## Activity:
Set down all of the entries precisely as they were written.

[Records from a collection]
****************
//! Circular bump accumulation.
//!
//! Terrain is built by dropping a few thousand raised-cosine bumps at random
//! centres. The displacement shrinks slowly from one bump to the next, so the
//! early bumps lay down broad hills and the late ones only add detail.

use std::f32::consts::PI;

use rand::Rng;

use crate::heightfield::{GridSize, Heightfield};
use crate::math::Point3;

/// Divisor applied to the displacement after every bump.
pub const DISPLACEMENT_DECAY: f32 = 1.0005;

pub struct GeneratedTerrain {
    pub heights: Heightfield,
    pub max_height: f32,
}

#[derive(Clone, Debug)]
pub struct TerrainGenerator {
    size: GridSize,
    initial_displacement: f32,
    radius: f32,
    iterations: usize,
}

impl TerrainGenerator {
    pub fn new(size: GridSize) -> Self {
        let extent = size.extent();
        Self {
            size,
            initial_displacement: extent / 80.0,
            radius: extent / 20.0,
            iterations: (2.5 * extent).round() as usize,
        }
    }

    pub fn with_iterations(mut self, iterations: usize) -> Self {
        self.iterations = iterations;
        self
    }

    pub fn with_initial_displacement(mut self, displacement: f32) -> Self {
        self.initial_displacement = displacement;
        self
    }

    pub fn size(&self) -> GridSize {
        self.size
    }

    pub fn radius(&self) -> f32 {
        self.radius
    }

    pub fn iterations(&self) -> usize {
        self.iterations
    }

    pub fn initial_displacement(&self) -> f32 {
        self.initial_displacement
    }

    pub fn generate<R: Rng + ?Sized>(&self, rng: &mut R) -> GeneratedTerrain {
        let mut heights = Heightfield::zeroed(self.size);
        let mut max_height = 0.0_f32;
        let mut disp = self.initial_displacement;

        for _ in 0..self.iterations {
            // Both ranges include the size itself: a centre one past the last
            // row or column is a legal draw.
            let tx = rng.gen_range(0..=self.size.x_size());
            let tz = rng.gen_range(0..=self.size.z_size());
            self.apply_bump(&mut heights, &mut max_height, tx, tz, disp);
            disp /= DISPLACEMENT_DECAY;
        }

        max_height = max_height.max(heights.max_value());

        GeneratedTerrain {
            heights,
            max_height,
        }
    }

    /// Adds one bump of amplitude `disp` centred on `(tx, tz)`, raising
    /// `max_height` for every vertex it lifts above it.
    pub fn apply_bump(
        &self,
        heights: &mut Heightfield,
        max_height: &mut f32,
        tx: usize,
        tz: usize,
        disp: f32,
    ) {
        let center = Point3::new(tx as f32, 0.0, tz as f32);
        for (i, j) in self.size.coords() {
            let pd = center.distance_to(Point3::new(i as f32, 0.0, j as f32)) * 2.0 / self.radius;
            if pd.abs() <= 1.0 {
                let height = &mut heights[(i, j)];
                *height += disp / 2.0 + (pd * PI).cos() * disp / 2.0;
                if *height > *max_height {
                    *max_height = *height;
                }
            }
        }
    }
}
****************
## Reply:
//! Circular bump accumulation.
//!
//! Terrain is built by dropping a few thousand raised-cosine bumps at random
//! centres. The displacement shrinks slowly from one bump to the next, so the
//! early bumps lay down broad hills and the late ones only add detail.

use std::f32::consts::PI;

use rand::Rng;

use crate::heightfield::{GridSize, Heightfield};
use crate::math::Point3;

/// Divisor applied to the displacement after every bump.
pub const DISPLACEMENT_DECAY: f32 = 1.0005;

pub struct GeneratedTerrain {
    pub heights: Heightfield,
    pub max_height: f32,
}

#[derive(Clone, Debug)]
pub struct TerrainGenerator {
    size: GridSize,
    initial_displacement: f32,
    radius: f32,
    iterations: usize,
}

impl TerrainGenerator {
    pub fn new(size: GridSize) -> Self {
        let extent = size.extent();
        Self {
            size,
            initial_displacement: extent / 80.0,
            radius: extent / 20.0,
            iterations: (2.5 * extent).round() as usize,
        }
    }

    pub fn with_iterations(mut self, iterations: usize) -> Self {
        self.iterations = iterations;
        self
    }

    pub fn with_initial_displacement(mut self, displacement: f32) -> Self {
        self.initial_displacement = displacement;
        self
    }

    pub fn size(&self) -> GridSize {
        self.size
    }

    pub fn radius(&self) -> f32 {
        self.radius
    }

    pub fn iterations(&self) -> usize {
        self.iterations
    }

    pub fn initial_displacement(&self) -> f32 {
        self.initial_displacement
    }

    pub fn generate<R: Rng + ?Sized>(&self, rng: &mut R) -> GeneratedTerrain {
        let mut heights = Heightfield::zeroed(self.size);
        let mut max_height = 0.0_f32;
        let mut disp = self.initial_displacement;

        for _ in 0..self.iterations {
            // Both ranges include the size itself: a centre one past the last
            // row or column is a legal draw.
            let tx = rng.gen_range(0..=self.size.x_size());
            let tz = rng.gen_range(0..=self.size.z_size());
            self.apply_bump(&mut heights, &mut max_height, tx, tz, disp);
            disp /= DISPLACEMENT_DECAY;
        }

        max_height = max_height.max(heights.max_value());

        GeneratedTerrain {
            heights,
            max_height,
        }
    }

    /// Adds one bump of amplitude `disp` centred on `(tx, tz)`, raising
    /// `max_height` for every vertex it lifts above it.
    pub fn apply_bump(
        &self,
        heights: &mut Heightfield,
        max_height: &mut f32,
        tx: usize,
        tz: usize,
        disp: f32,
    ) {
        let center = Point3::new(tx as f32, 0.0, tz as f32);
        for (i, j) in self.size.coords() {
            let pd = center.distance_to(Point3::new(i as f32, 0.0, j as f32)) * 2.0 / self.radius;
            if pd.abs() <= 1.0 {
                let height = &mut heights[(i, j)];
                *height += disp / 2.0 + (pd * PI).cos() * disp / 2.0;
                if *height > *max_height {
                    *max_height = *height;
                }
            }
        }
    }
}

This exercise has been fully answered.